[WORK INSTRUCTIONS]: Once the line containing "toplevel.close();" is found in the entries below, reproduce it and every line after it, stopping at and including the line containing "let (tasks, queue) = mpsc::channel();"; reproduce nothing else, and keep each line exact.

[DATASET EXTRACT]:
BEGIN

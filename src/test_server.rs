//! In-process display server for tests
//!
//! A minimal compositor on one end of a socket pair, running on its own
//! thread. It advertises compositor, shm, seat and xdg_wm_base globals,
//! answers the requests the client side makes and records what it saw.
//! Tests inject events by running closures against [`ServerState`].

use std::fs::File;
use std::io::Write;
use std::os::unix::io::AsFd;
use std::os::unix::net::UnixStream;
use std::sync::atomic::{AtomicBool, Ordering};
use std::sync::mpsc::{self, Receiver, Sender};
use std::sync::{Arc, Mutex};
use std::thread::{self, JoinHandle};
use std::time::{Duration, Instant};

use log::debug;
use memmap2::Mmap;
use wayland_protocols::xdg::shell::server::{xdg_surface, xdg_toplevel, xdg_wm_base};
use wayland_server::protocol::{
    wl_buffer, wl_compositor, wl_keyboard, wl_pointer, wl_seat, wl_shm, wl_shm_pool, wl_surface,
};
use wayland_server::{
    Client, DataInit, Dispatch, Display, DisplayHandle, GlobalDispatch, New, Resource,
};
use xkbcommon::xkb;

type Task = Box<dyn FnOnce(&mut ServerState) + Send>;

/// Text of the default US keymap
pub fn us_keymap() -> String {
    let context = xkb::Context::new(xkb::CONTEXT_NO_FLAGS);
    let keymap = xkb::Keymap::new_from_names(
        &context,
        "",
        "",
        "us",
        "",
        None,
        xkb::KEYMAP_COMPILE_NO_FLAGS,
    )
    .expect("us keymap");
    keymap.get_as_string(xkb::KEYMAP_FORMAT_TEXT_V1)
}

/// What the server offers
#[derive(Debug, Clone)]
pub struct ServerOptions {
    /// Advertise XRGB8888 next to ARGB8888
    pub advertise_xrgb: bool,
    /// Advertise a seat with pointer and keyboard
    pub seat: bool,
    /// XKB text keymap sent to every keyboard
    pub keymap: Option<String>,
    /// Release each buffer as soon as it is committed
    pub release_on_commit: bool,
}

impl Default for ServerOptions {
    fn default() -> Self {
        Self {
            advertise_xrgb: true,
            seat: true,
            keymap: None,
            release_on_commit: true,
        }
    }
}

/// A committed frame read back from shared memory
#[derive(Debug, Clone)]
pub struct CommittedFrame {
    pub width: i32,
    pub height: i32,
    pub pixels: Vec<u32>,
}

/// Requests recorded by the server
#[derive(Debug, Clone, Default)]
pub struct Observed {
    pub pongs: Vec<u32>,
    pub acks: Vec<u32>,
    pub titles: Vec<String>,
    pub app_ids: Vec<String>,
    pub buffers_created: usize,
    pub commits: usize,
    pub last_frame: Option<CommittedFrame>,
}

/// Shared memory behind a client buffer
pub struct ServerBuffer {
    map: Arc<Mmap>,
    offset: usize,
    width: i32,
    height: i32,
    stride: usize,
}

impl ServerBuffer {
    fn read(&self) -> CommittedFrame {
        let mut pixels = Vec::with_capacity((self.width * self.height) as usize);
        for row in 0..self.height as usize {
            let start = self.offset + row * self.stride;
            let line = &self.map[start..start + self.width as usize * 4];
            pixels.extend(
                line.chunks_exact(4)
                    .map(|px| u32::from_le_bytes([px[0], px[1], px[2], px[3]])),
            );
        }
        CommittedFrame {
            width: self.width,
            height: self.height,
            pixels,
        }
    }
}

/// Server side state, reachable from test closures
pub struct ServerState {
    options: ServerOptions,
    observed: Arc<Mutex<Observed>>,
    serial: u32,
    _keymap: Option<File>,
    attached: Option<wl_buffer::WlBuffer>,
    pub wm_base: Option<xdg_wm_base::XdgWmBase>,
    pub pointer: Option<wl_pointer::WlPointer>,
    pub keyboard: Option<wl_keyboard::WlKeyboard>,
    pub surfaces: Vec<wl_surface::WlSurface>,
    pub toplevels: Vec<xdg_toplevel::XdgToplevel>,
}

impl ServerState {
    pub fn next_serial(&mut self) -> u32 {
        self.serial += 1;
        self.serial
    }

    pub fn ping(&mut self, serial: u32) {
        if let Some(wm_base) = &self.wm_base {
            wm_base.ping(serial);
        }
    }

    pub fn pointer_enter(&mut self, surface: usize, x: f64, y: f64) {
        let serial = self.next_serial();
        if let (Some(pointer), Some(surface)) = (&self.pointer, self.surfaces.get(surface)) {
            pointer.enter(serial, surface, x, y);
        }
    }

    pub fn pointer_leave(&mut self, surface: usize) {
        let serial = self.next_serial();
        if let (Some(pointer), Some(surface)) = (&self.pointer, self.surfaces.get(surface)) {
            pointer.leave(serial, surface);
        }
    }

    pub fn pointer_motion(&mut self, x: f64, y: f64) {
        if let Some(pointer) = &self.pointer {
            pointer.motion(0, x, y);
        }
    }

    pub fn pointer_button(&mut self, code: u32, pressed: bool) {
        let serial = self.next_serial();
        let state = if pressed {
            wl_pointer::ButtonState::Pressed
        } else {
            wl_pointer::ButtonState::Released
        };
        if let Some(pointer) = &self.pointer {
            pointer.button(serial, 0, code, state);
        }
    }

    pub fn key(&mut self, code: u32, pressed: bool) {
        let serial = self.next_serial();
        let state = if pressed {
            wl_keyboard::KeyState::Pressed
        } else {
            wl_keyboard::KeyState::Released
        };
        if let Some(keyboard) = &self.keyboard {
            keyboard.key(serial, 0, code, state);
        }
    }

    pub fn close(&mut self, toplevel: usize) {
        if let Some(toplevel) = self.toplevels.get(toplevel) {
            toplevel.close();
        }
    }

    fn observe(&self, f: impl FnOnce(&mut Observed)) {
        f(&mut self.observed.lock().unwrap());
    }
}

/// Handle to the server thread. Dropping it stops the server.
pub struct TestServer {
    tasks: Sender<(Instant, Task)>,
    observed: Arc<Mutex<Observed>>,
    stop: Arc<AtomicBool>,
    thread: Option<JoinHandle<()>>,
}

impl TestServer {
    /// Start a server; the returned stream is the client end
    pub fn start(options: ServerOptions) -> (Self, UnixStream) {
        let (server_end, client_end) = UnixStream::pair().unwrap();
        let (tasks, queue) = mpsc::channel();
        let observed = Arc::new(Mutex::new(Observed::default()));
        let stop = Arc::new(AtomicBool::new(false));

        let thread = {
            let observed = observed.clone();
            let stop = stop.clone();
            thread::spawn(move || serve(server_end, options, observed, queue, stop))
        };

        let server = Self {
            tasks,
            observed,
            stop,
            thread: Some(thread),
        };
        (server, client_end)
    }

    /// Run `f` on the server thread and wait until it has run
    pub fn run(&self, f: impl FnOnce(&mut ServerState) + Send + 'static) {
        let (done, finished) = mpsc::channel();
        let task: Task = Box::new(move |state| {
            f(state);
            let _ = done.send(());
        });
        self.tasks.send((Instant::now(), task)).unwrap();
        finished.recv().unwrap();
    }

    /// Run `f` on the server thread once `delay` has passed
    pub fn run_after(&self, delay: Duration, f: impl FnOnce(&mut ServerState) + Send + 'static) {
        self.tasks
            .send((Instant::now() + delay, Box::new(f)))
            .unwrap();
    }

    pub fn observed(&self) -> Observed {
        self.observed.lock().unwrap().clone()
    }
}

impl Drop for TestServer {
    fn drop(&mut self) {
        self.stop.store(true, Ordering::Relaxed);
        if let Some(thread) = self.thread.take() {
            let _ = thread.join();
        }
    }
}

fn serve(
    stream: UnixStream,
    options: ServerOptions,
    observed: Arc<Mutex<Observed>>,
    queue: Receiver<(Instant, Task)>,
    stop: Arc<AtomicBool>,
) {
    let mut display = Display::<ServerState>::new().unwrap();
    let mut dh = display.handle();
    dh.create_global::<ServerState, wl_compositor::WlCompositor, ()>(4, ());
    dh.create_global::<ServerState, wl_shm::WlShm, ()>(1, ());
    dh.create_global::<ServerState, xdg_wm_base::XdgWmBase, ()>(2, ());
    if options.seat {
        dh.create_global::<ServerState, wl_seat::WlSeat, ()>(5, ());
    }
    dh.insert_client(stream, Arc::new(())).unwrap();

    let mut state = ServerState {
        options,
        observed,
        serial: 0,
        _keymap: None,
        attached: None,
        wm_base: None,
        pointer: None,
        keyboard: None,
        surfaces: Vec::new(),
        toplevels: Vec::new(),
    };

    let mut scheduled: Vec<(Instant, Task)> = Vec::new();
    while !stop.load(Ordering::Relaxed) {
        scheduled.extend(queue.try_iter());
        let now = Instant::now();
        let (due, later): (Vec<_>, Vec<_>) =
            scheduled.drain(..).partition(|(at, _)| *at <= now);
        scheduled = later;
        for (_, task) in due {
            task(&mut state);
        }

        if let Err(err) = display.dispatch_clients(&mut state) {
            debug!("Test server dispatch failed: {}", err);
        }
        if let Err(err) = display.flush_clients() {
            debug!("Test server flush failed: {}", err);
        }
        thread::sleep(Duration::from_millis(1));
    }
}

impl GlobalDispatch<wl_compositor::WlCompositor, ()> for ServerState {
    fn bind(
        _state: &mut Self,
        _handle: &DisplayHandle,
        _client: &Client,
        resource: New<wl_compositor::WlCompositor>,
        _global_data: &(),
        data_init: &mut DataInit<'_, Self>,
    ) {
        data_init.init(resource, ());
    }
}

END

[SOLUTION TO THE PROBLEM]:
            toplevel.close();
        }
    }

    fn observe(&self, f: impl FnOnce(&mut Observed)) {
        f(&mut self.observed.lock().unwrap());
    }
}

/// Handle to the server thread. Dropping it stops the server.
pub struct TestServer {
    tasks: Sender<(Instant, Task)>,
    observed: Arc<Mutex<Observed>>,
    stop: Arc<AtomicBool>,
    thread: Option<JoinHandle<()>>,
}

impl TestServer {
    /// Start a server; the returned stream is the client end
    pub fn start(options: ServerOptions) -> (Self, UnixStream) {
        let (server_end, client_end) = UnixStream::pair().unwrap();
        let (tasks, queue) = mpsc::channel();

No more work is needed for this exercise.